I realize if you are reading this piece, and subscribe to the excellent resources which MADD provides, I am truly “preaching to the choir”. As with you, the New York State Association of Chiefs of Police (NYSACOP) believes traffic safety engagement (enforcement, public information and education and liaison with engineering and EMS) must be a pillar of an agency’s policing model. In an effort towards ensuring we accomplish that important mission, I would like to share some of our initiatives.

So what must we do? First we must firmly believe, and communicate to the public, that traffic safety is public safety! Traffic safety engagement by both law enforcement, and the community they serve, produces long-term positive impact by reducing harm and improving quality of life, preventing and reducing crime, and enhancing outreach and community service to the public.

Next, the formula for success: Training – Culture – Leadership.

Training:  Do not overlook fundamental training of our personnel in the following areas:

  • Safe and proper traffic stop techniques.
  • Effective communication and de-escalation skills.
  • Take full advantage of ongoing traffic safety training provided by your State Governor’s Highway Safety Office, and other state agencies, NHTSA, IACP and other training institutions/organizations.
  • Special focus should be given to impaired driving training such as SFST, ARIDE and Drug Recognition Experts.


  • While officer safety is critically important, we must ensure that our personnel treat motorists stopped for a violation both fairly and professionally.
  • We often hear the term “equity” as it applies to enforcement and that is critically important. We must constantly strive and properly supervise personnel to ensure that we always provide fair and balanced policing.
  • Why do we do traffic enforcement? It should never be about tickets or revenue but instead about terminating the offense and educating the offender.  Of course what enforcement measure is ultimately taken is based on the offense and other factors determined by the law enforcement officer.  At the end of the day, our mission is to save lives and keep our communities safe.


  • Law enforcement management teams must communicate to their personnel that traffic safety is important and produces positive outcomes for the community.
  • Use data-driven analysis to ensure effective deployment of resources.
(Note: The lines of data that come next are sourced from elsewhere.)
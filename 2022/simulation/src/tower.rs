use miette::*;
use std::collections::HashMap;
use std::str::FromStr;

#[derive(Debug, Clone, Copy, PartialEq, Eq, Hash)]
pub enum Jet {
    Left,
    Right,
}

/// A finite jet sequence that repeats forever, addressed by index.
#[derive(Debug, Clone, PartialEq, Eq)]
pub struct JetPattern {
    jets: Vec<Jet>,
}

impl JetPattern {
    pub fn new(jets: Vec<Jet>) -> Result<Self> {
        ensure!(!jets.is_empty(), "Jet pattern is empty");
        Ok(Self { jets })
    }

    pub fn len(&self) -> usize {
        self.jets.len()
    }

    pub fn is_empty(&self) -> bool {
        self.jets.is_empty()
    }

    fn get(&self, cursor: usize) -> Jet {
        self.jets[cursor % self.jets.len()]
    }
}

impl FromStr for JetPattern {
    type Err = Report;

    fn from_str(s: &str) -> Result<Self> {
        let jets = s
            .trim()
            .chars()
            .map(|c| match c {
                '<' => Ok(Jet::Left),
                '>' => Ok(Jet::Right),
                other => Err(miette!("Unexpected jet {other:?}")),
            })
            .collect::<Result<Vec<_>>>()?;
        Self::new(jets)
    }
}

/// Rock shapes bottom row first, already placed two columns from the left
/// wall. Bit 6 is the leftmost column.
const ROCKS: [&[u8]; 5] = [
    &[0b0011110],
    &[0b0001000, 0b0011100, 0b0001000],
    &[0b0011100, 0b0000100, 0b0000100],
    &[0b0010000, 0b0010000, 0b0010000, 0b0010000],
    &[0b0011000, 0b0011000],
];

const LEFT_WALL: u8 = 0b1000000;
const RIGHT_WALL: u8 = 0b0000001;
const OPEN_ROW: u8 = 0b1111111;

/// Air cells a falling rock can still reach, one mask per row from the top
/// down. The last mask is empty unless the reachable air touches the floor.
type Surface = Vec<u8>;

/// Seven-wide chamber that rocks fall into, one row per byte, bottom first.
#[derive(Debug, Clone)]
pub struct Chamber<'a> {
    pattern: &'a JetPattern,
    rows: Vec<u8>,
    jet: usize,
    dropped: u64,
}

impl<'a> Chamber<'a> {
    pub fn new(pattern: &'a JetPattern) -> Self {
        Self {
            pattern,
            rows: Vec::new(),
            jet: 0,
            dropped: 0,
        }
    }

    pub fn height(&self) -> usize {
        self.rows.len()
    }

    fn collides(&self, rock: &[u8], y: usize) -> bool {
        rock.iter()
            .enumerate()
            .any(|(i, part)| self.rows.get(y + i).is_some_and(|row| row & part != 0))
    }

    /// Lets the next rock fall until it comes to rest.
    pub fn drop_rock(&mut self) {
        let shape = ROCKS[(self.dropped % ROCKS.len() as u64) as usize];
        let mut rock = [0u8; 4];
        let rock = &mut rock[..shape.len()];
        rock.copy_from_slice(shape);
        let mut y = self.height() + 3;

        loop {
            let jet = self.pattern.get(self.jet);
            self.jet = (self.jet + 1) % self.pattern.len();

            let mut pushed = [0u8; 4];
            let pushed = &mut pushed[..rock.len()];
            let blocked = match jet {
                Jet::Left => rock.iter().any(|part| part & LEFT_WALL != 0),
                Jet::Right => rock.iter().any(|part| part & RIGHT_WALL != 0),
            };
            if !blocked {
                for (dst, part) in pushed.iter_mut().zip(rock.iter()) {
                    *dst = match jet {
                        Jet::Left => part << 1,
                        Jet::Right => part >> 1,
                    };
                }
                if !self.collides(pushed, y) {
                    rock.copy_from_slice(pushed);
                }
            }

            if y == 0 || self.collides(rock, y - 1) {
                break;
            }
            y -= 1;
        }

        for (i, part) in rock.iter().enumerate() {
            if y + i == self.rows.len() {
                self.rows.push(0);
            }
            self.rows[y + i] |= part;
        }
        self.dropped += 1;
    }

    /// Rocks only move sideways and down, so any two chambers with the same
    /// reachable air behave the same from here on, however deep it goes.
    fn surface(&self) -> Surface {
        let mut surface = Vec::new();
        let mut above = OPEN_ROW;
        for &row in self.rows.iter().rev() {
            let free = !row & OPEN_ROW;
            let mut reach = above & free;
            loop {
                let spread = reach | ((reach << 1) & free) | ((reach >> 1) & free);
                if spread == reach {
                    break;
                }
                reach = spread;
            }
            surface.push(reach);
            if reach == 0 {
                break;
            }
            above = reach;
        }
        surface
    }
}

/// Height of the tower after `rocks` rocks have fallen.
///
/// Once the same rock shape, jet position and reachable surface come around
/// again the tower grows by a fixed amount per period, so whole periods are
/// skipped arithmetically and only the remainder is simulated.
#[tracing::instrument(skip(pattern), fields(jets = pattern.len()))]
pub fn tower_height(pattern: &JetPattern, rocks: u64) -> u64 {
    let mut chamber = Chamber::new(pattern);
    let mut seen: HashMap<(usize, usize, Surface), (u64, usize)> = HashMap::new();
    let mut skipped: Option<u64> = None;

    while chamber.dropped < rocks {
        chamber.drop_rock();
        if skipped.is_some() {
            continue;
        }

        let key = (
            (chamber.dropped % ROCKS.len() as u64) as usize,
            chamber.jet,
            chamber.surface(),
        );
        match seen.get(&key) {
            Some(&(before, height)) => {
                let period = chamber.dropped - before;
                let growth = (chamber.height() - height) as u64;
                let cycles = (rocks - chamber.dropped) / period;
                tracing::debug!(period, growth, cycles, "tower repeats");

                chamber.dropped += cycles * period;
                skipped = Some(cycles * growth);
            }
            None => {
                seen.insert(key, (chamber.dropped, chamber.height()));
            }
        }
    }

    chamber.height() as u64 + skipped.unwrap_or(0)
}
While traffic offenses happen everywhere, analyze crash data to determine where enforcement is needed most.
  • Traffic stops should always be based on observing a vehicle and traffic law violation, erratic driving (which usually includes a violation) and/or legitimate police information based on a vehicle description.
  • In many instances as a result of a traffic stop, criminal activity (possession of firearms, drugs, wanted persons, etc.) is discovered. Many good arrests are made in this scenario however, a traffic stop should not be conducted solely as an excuse for a potential criminal investigation/interrogation.
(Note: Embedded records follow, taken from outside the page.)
//! Depth-first branch and bound with admissible estimators, and the two
//! scheduling puzzles solved with it.

pub mod robots;
pub mod search;
pub mod valves;

pub use search::{Outcome, Problem, Pruning, Search, SearchLimits, Visit};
These principles guide NYSACOP members and their agencies in providing fair and balanced traffic safety services. Traffic safety is public safety and recent surveys have shown that a majority of the public supports our efforts.  We in law enforcement must continue our efforts to ultimately accomplish zero deaths on our roadways.  Alcohol, drug and poly-substance impaired driving is one of the most important hazards that we see.  What we can do is ensure that our efforts are working towards the ultimate goal that I know we all share…saving lives and reducing the tragedies that victims must endure.
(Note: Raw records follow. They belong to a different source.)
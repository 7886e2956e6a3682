use miette::*;

pub const DECRYPTION_KEY: i64 = 811_589_153;

/// Circular arrangement of the original positions `0..n`.
///
/// `order` holds the arrangement and `position` is its inverse, so finding an
/// element is a lookup and moving it only touches the slots it passes over.
/// A move costs time linear in that distance, which is below `n` since offsets
/// are reduced modulo `n - 1` first.
#[derive(Debug, Clone)]
struct Ring {
    order: Vec<usize>,
    position: Vec<usize>,
}

impl Ring {
    fn new(len: usize) -> Self {
        Self {
            order: (0..len).collect(),
            position: (0..len).collect(),
        }
    }

    /// Takes `item` out and puts it back `offset` places further along the
    /// remaining `n - 1` elements.
    fn shift(&mut self, item: usize, offset: i64) {
        let len = self.order.len();
        if len < 2 {
            return;
        }
        let from = self.position[item];
        let step = offset.rem_euclid(len as i64 - 1) as usize;
        let to = (from + step) % (len - 1);

        if from < to {
            self.order.copy_within(from + 1..=to, from);
            for slot in from..to {
                self.position[self.order[slot]] = slot;
            }
        } else if to < from {
            self.order.copy_within(to..from, to + 1);
            for slot in to + 1..=from {
                self.position[self.order[slot]] = slot;
            }
        }
        self.order[to] = item;
        self.position[item] = to;
    }
}

/// Moves every number, in its original order, by its own value, `rounds`
/// times over.
pub fn mix(numbers: &[i64], rounds: usize) -> Vec<i64> {
    let mut ring = Ring::new(numbers.len());
    for _ in 0..rounds {
        for (item, &value) in numbers.iter().enumerate() {
            ring.shift(item, value);
        }
    }
    ring.order.iter().map(|&item| numbers[item]).collect()
}

/// Sum of the values 1000, 2000 and 3000 places after the zero once the
/// numbers are scaled by `key` and mixed `rounds` times.
#[tracing::instrument(skip(numbers), fields(len = numbers.len()))]
pub fn grove_coordinates(numbers: &[i64], key: i64, rounds: usize) -> Result<i64> {
    let scaled = numbers
        .iter()
        .map(|&n| {
            n.checked_mul(key)
                .ok_or(miette!("Scaling {n} by key {key} overflows i64"))
        })
        .collect::<Result<Vec<i64>>>()?;
    let mixed = mix(&scaled, rounds);
    let zero = mixed
        .iter()
        .position(|&n| n == 0)
        .ok_or(miette!("Sequence has no zero to count from"))?;
    Ok([1000, 2000, 3000]
        .iter()
        .map(|offset| mixed[(zero + offset) % mixed.len()])
        .sum())
}

#[cfg(test)]
mod tests {
    use super::*;

    use rand::rngs::StdRng;
    use rand::{Rng, SeedableRng};
    use rstest::rstest;

    const EXAMPLE: [i64; 7] = [1, 2, -3, 3, -2, 0, 4];

    fn from_zero(mixed: &[i64]) -> Vec<i64> {
        let zero = mixed.iter().position(|&n| n == 0).unwrap();
        mixed[zero..].iter().chain(&mixed[..zero]).copied().collect()
    }

    /// Plain remove-and-insert on a vector of (original index, value).
    fn naive_mix(numbers: &[i64], rounds: usize) -> Vec<i64> {
        let mut ring: Vec<(usize, i64)> = numbers.iter().copied().enumerate().collect();
        let len = ring.len() as i64;
        for _ in 0..rounds {
            for item in 0..numbers.len() {
                let from = ring.iter().position(|&(i, _)| i == item).unwrap();
                let entry = ring.remove(from);
                let to = (from as i64 + entry.1).rem_euclid(len - 1) as usize;
                ring.insert(to, entry);
            }
        }
        ring.into_iter().map(|(_, value)| value).collect()
    }

    #[test]
    fn it_works() -> Result<()> {
        assert_eq!(3, grove_coordinates(&EXAMPLE, 1, 1)?);
        assert_eq!(1_623_178_306, grove_coordinates(&EXAMPLE, DECRYPTION_KEY, 10)?);
        Ok(())
    }

    #[test]
    fn one_round_order() {
        assert_eq!(vec![0, 3, -2, 1, 2, -3, 4], from_zero(&mix(&EXAMPLE, 1)));
    }

    #[rstest]
    fn agrees_with_remove_and_insert(#[values(1, 2, 3, 4, 5)] seed: u64, #[values(1, 3)] rounds: usize) {
        let mut rng = StdRng::seed_from_u64(seed);
        let len = rng.gen_range(2..40);
        let mut numbers: Vec<i64> = (0..len).map(|_| rng.gen_range(-60..60)).collect();
        numbers[0] = 0;
        assert_eq!(
            from_zero(&naive_mix(&numbers, rounds)),
            from_zero(&mix(&numbers, rounds))
        );
    }

    #[rstest]
    #[case(&[])]
    #[case(&[5])]
    #[case(&[1, 2, 3])]
    fn needs_a_zero(#[case] numbers: &[i64]) {
        assert!(grove_coordinates(numbers, 1, 1).is_err());
    }

    #[test]
    fn rejects_overflowing_keys() {
        assert!(grove_coordinates(&[0, 1 << 40, 3], DECRYPTION_KEY, 1).is_err());
        assert!(grove_coordinates(&[0, i64::MIN, 3], -1, 1).is_err());
    }

    #[rstest]
    #[case(&[0, i64::MAX, 3], &[0, 1, 3])]
    #[case(&[0, i64::MIN, 5, -4], &[0, 1, 5, -4])]
    #[case(&[i64::MIN + 1, 0, i64::MAX], &[-1, 0, 1])]
    fn extreme_offsets_wrap_like_small_ones(#[case] numbers: &[i64], #[case] reduced: &[i64]) {
        let rename = |mixed: Vec<i64>, from: &[i64], to: &[i64]| -> Vec<i64> {
            mixed
                .into_iter()
                .map(|n| to[from.iter().position(|&m| m == n).unwrap()])
                .collect()
        };
        assert_eq!(
            from_zero(&mix(reduced, 2)),
            from_zero(&rename(mix(numbers, 2), numbers, reduced))
        );
    }

    #[test]
    fn single_zero_stays_put() -> Result<()> {
        assert_eq!(0, grove_coordinates(&[0], DECRYPTION_KEY, 10)?);
        Ok(())
    }
}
Let me end by thanking MADD and other allied organizations for their continued support of law enforcement.  For further information and/or assistance, the NYSACOP traffic safety team can be contacted via e-mail at [email protected]. To all law enforcement personnel, thank you for all you do and stay safe!

Editors note:  In 1995, Assistant Chief Georges was the recipient of MADD’s National Law Enforcement Award for his work on New York State’s Project Zero initiative.